My inner running commentary sighed. "The doctor" was a white male--the kind and brilliant attending physician who was supervising the residents in our pod that day. Here was yet another patient who thought I wasn't a doctor. But, as I so often did, I showed no reaction on my face. I simply nodded, as images and recollections of so many patients who couldn't believe a brown woman was their doctor flashed before my eyes.

"Wait," the woman said. "I didn't mean that you're not a doctor--I meant, after talking to you and the other doctor."

I now like to think of my inner feminist as a succulent plant. And that drop of water will last me a long time.

Thursday, February 15, 2018

Happy moments in EM, #2

The Walnut Cookies

"Our patient wanted you to have this," a nurse thrust me two clear plastic packages. Walnut cookie, the wrappers read in fancy gold italicized print.

It felt like I'd spent too long seeing the patient. She was a Cantonese-speaker, and the twenty minutes it had taken to get an interpreter on the phone and figure out that the woman had pneumonia had felt like an eternity. During that time, four new patients had manifested in our pod. During that time, the patient had apologized to me three times for peeing in her pants. "I've been coughing so much, doctor, that sometimes I pee a little," the interpreter stated on speakerphone. I wondered momentarily if the interpreters ever slipped into the third person.

"Please, there's no need to apologize," I spoke into the air, and a string of words I couldn't understand emerged from the phone, followed by a string of words I did understand: "Could I please have a maxipad, or better yet, a diaper?" I helped the patient wriggle out of her pants, which were indeed damp, and covered her up in two layers of warm blankets. Throughout the physical exam, she apologized again, twice, and then asked for a diaper and maxipad again, twice.

I exited the room and, somewhat reluctantly, went hunting around the various stock rooms and carts for an adult diaper, all the while aware that there were other patients waiting to be seen.
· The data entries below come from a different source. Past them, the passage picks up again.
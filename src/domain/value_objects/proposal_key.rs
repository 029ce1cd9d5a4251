//! # Proposal Key
//!
//! Join key correlating proposals with quality records.
//!
//! A [`ProposalKey`] is the pair of provider identity and service type.
//! It is stored as a structural pair rather than a formatted string, so
//! two keys are equal exactly when both fields are equal. Values that
//! carry both fields implement [`Keyed`].
//!
//! # Examples
//!
//! ```
//! use proposal_discovery::domain::value_objects::ProposalKey;
//!
//! let a = ProposalKey::new("0xP1", "openvpn");
//! let b = ProposalKey::new("0xP1", "openvpn");
//! let c = ProposalKey::new("0xP1-open", "vpn");
//!
//! assert_eq!(a, b);
//! assert_ne!(a, c);
//! assert_eq!(a.to_string(), "0xP1-openvpn");
//! ```

use crate::domain::value_objects::{ProviderId, ServiceType};
use std::fmt;

/// Composite key of provider identity and service type.
#[derive(Debug, Clone, PartialEq, Eq, PartialOrd, Ord, Hash)]
pub struct ProposalKey {
    provider_id: ProviderId,
    service_type: ServiceType,
}

impl ProposalKey {
    /// Creates a key from its two components.
    #[must_use]
    pub fn new(provider_id: impl Into<ProviderId>, service_type: impl Into<ServiceType>) -> Self {
        Self {
            provider_id: provider_id.into(),
            service_type: service_type.into(),
        }
    }

    /// Returns the provider component.
    #[inline]
    #[must_use]
    pub fn provider_id(&self) -> &ProviderId {
        &self.provider_id
    }

    /// Returns the service type component.
    #[inline]
    #[must_use]
    pub fn service_type(&self) -> &ServiceType {
        &self.service_type
    }
}

/// Dashed form, for logs only. Not injective: never parse it back.
impl fmt::Display for ProposalKey {
    fn fmt(&self, f: &mut fmt::Formatter<'_>) -> fmt::Result {
        write!(f, "{}-{}", self.provider_id, self.service_type)
    }
}

/// A value that can be joined on provider identity and service type.
pub trait Keyed {
    /// Returns the provider identity.
    fn provider_id(&self) -> &ProviderId;

    /// Returns the service type.
    fn service_type(&self) -> &ServiceType;

    /// Derives the join key.
    fn proposal_key(&self) -> ProposalKey {
        ProposalKey::new(self.provider_id().clone(), self.service_type().clone())
    }
}

impl Keyed for ProposalKey {
    fn provider_id(&self) -> &ProviderId {
        &self.provider_id
    }

    fn service_type(&self) -> &ServiceType {
        &self.service_type
    }
}

#[cfg(test)]
mod tests {
    use super::*;
    use proptest::prelude::*;
    use std::collections::HashSet;

    #[test]
    fn equal_fields_equal_keys() {
        assert_eq!(
            ProposalKey::new("0xP1", "openvpn"),
            ProposalKey::new("0xP1", "openvpn")
        );
    }

    #[test]
    fn dash_in_fields_does_not_collide() {
        let a = ProposalKey::new("a-b", "c");
        let b = ProposalKey::new("a", "b-c");
        assert_eq!(a.to_string(), b.to_string());
        assert_ne!(a, b);

        let set: HashSet<ProposalKey> = [a, b].into_iter().collect();
        assert_eq!(set.len(), 2);
    }

    #[test]
    fn keyed_default_derives_same_key() {
        let key = ProposalKey::new("0xP2", "wireguard");
        assert_eq!(key.proposal_key(), key);
    }

    proptest! {
        #[test]
        fn key_equality_matches_field_equality(
            p1 in "[a-z0-9-]{0,6}",
            s1 in "[a-z0-9-]{0,6}",
            p2 in "[a-z0-9-]{0,6}",
            s2 in "[a-z0-9-]{0,6}",
        ) {
            let a = ProposalKey::new(p1.as_str(), s1.as_str());
            let b = ProposalKey::new(p2.as_str(), s2.as_str());
            prop_assert_eq!(a == b, p1 == p2 && s1 == s2);
        }

        #[test]
        fn key_derivation_is_deterministic(p in ".{0,12}", s in ".{0,12}") {
            let a = ProposalKey::new(p.as_str(), s.as_str());
            let b = ProposalKey::new(p.as_str(), s.as_str());
            prop_assert_eq!(a, b);
        }
    }
}
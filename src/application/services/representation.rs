//! # Representation Mapper
//!
//! Converts registry proposals into their public representation.

use crate::application::dto::{LocationView, ProposalView, ServiceDefinitionView};
use crate::domain::entities::ServiceProposal;

/// Maps one proposal to its public view.
#[must_use]
pub fn to_view(proposal: &ServiceProposal) -> ProposalView {
    let location = proposal.location();
    ProposalView {
        id: proposal.id(),
        provider_id: proposal.provider_id().clone(),
        service_type: proposal.service_type().clone(),
        service_definition: ServiceDefinitionView {
            location_originate: LocationView {
                asn: location.asn().to_string(),
                country: location.country().to_string(),
                city: location.city().to_string(),
            },
        },
    }
}

/// Maps proposals in order.
#[must_use]
pub fn to_views(proposals: &[ServiceProposal]) -> Vec<ProposalView> {
    proposals.iter().map(to_view).collect()
}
I cursed myself for not knowing where simple supplies were and felt frustrated that everyone else was too busy for me to ask for help. It was a pleasant surprise to find diapers in the third tower I inspected, and the patient thanked me profusely when I delivered one to her. "Thank you, thank you, thank you," she spoke in English in a heavy accent.

When the nurse tossed me the cookies later on in the night, my heart melted a little bit.

"She said it's for Chinese New Year," the nurse told me.

It's really because I brought her that diaper, I thought to myself.

Wednesday, February 14, 2018

Happy moments in EM, #1

This year, Ash Wednesday and Valentine's Day coincided.

One of the last patients I saw was a woman with a cross of ashes etched onto her forehead. She wore a blue mask over her mouth and nose; her primary care provider had alarmed her into thinking that her headache might be due to bacterial meningitis – which means that patients get a lumbar puncture and are admitted to the hospital for IV antibiotics.

This patient was very somber and afraid, in contrast to her husband, whose forehead was crossless. He was quite upbeat and quite drawn to the glass doorway of her room, where he could appreciate with morbid fascination all of the psychotic patients acting out, screaming, having fake seizures, and yanking and beating on their restraints on their stretchers.

I have become thoroughly desensitized to these noises, which comprise the background rhythm of the Emergency Department.

This husband, on the other hand, was like a baby discovering a mirror, reveling in this completely novel and human experience. He couldn't control his laughter. His wife immediately scolded him and told him not to watch and to sit back down. It brought a smile to my face, which was hidden behind my own blue mask.

The woman's headache turned out to be a tension headache, and she was relieved that she got to go home.

At the end of the night, I joked with them that they had spent their Valentine's Day in the most romantic of places. And that brought a smile to both of their faces.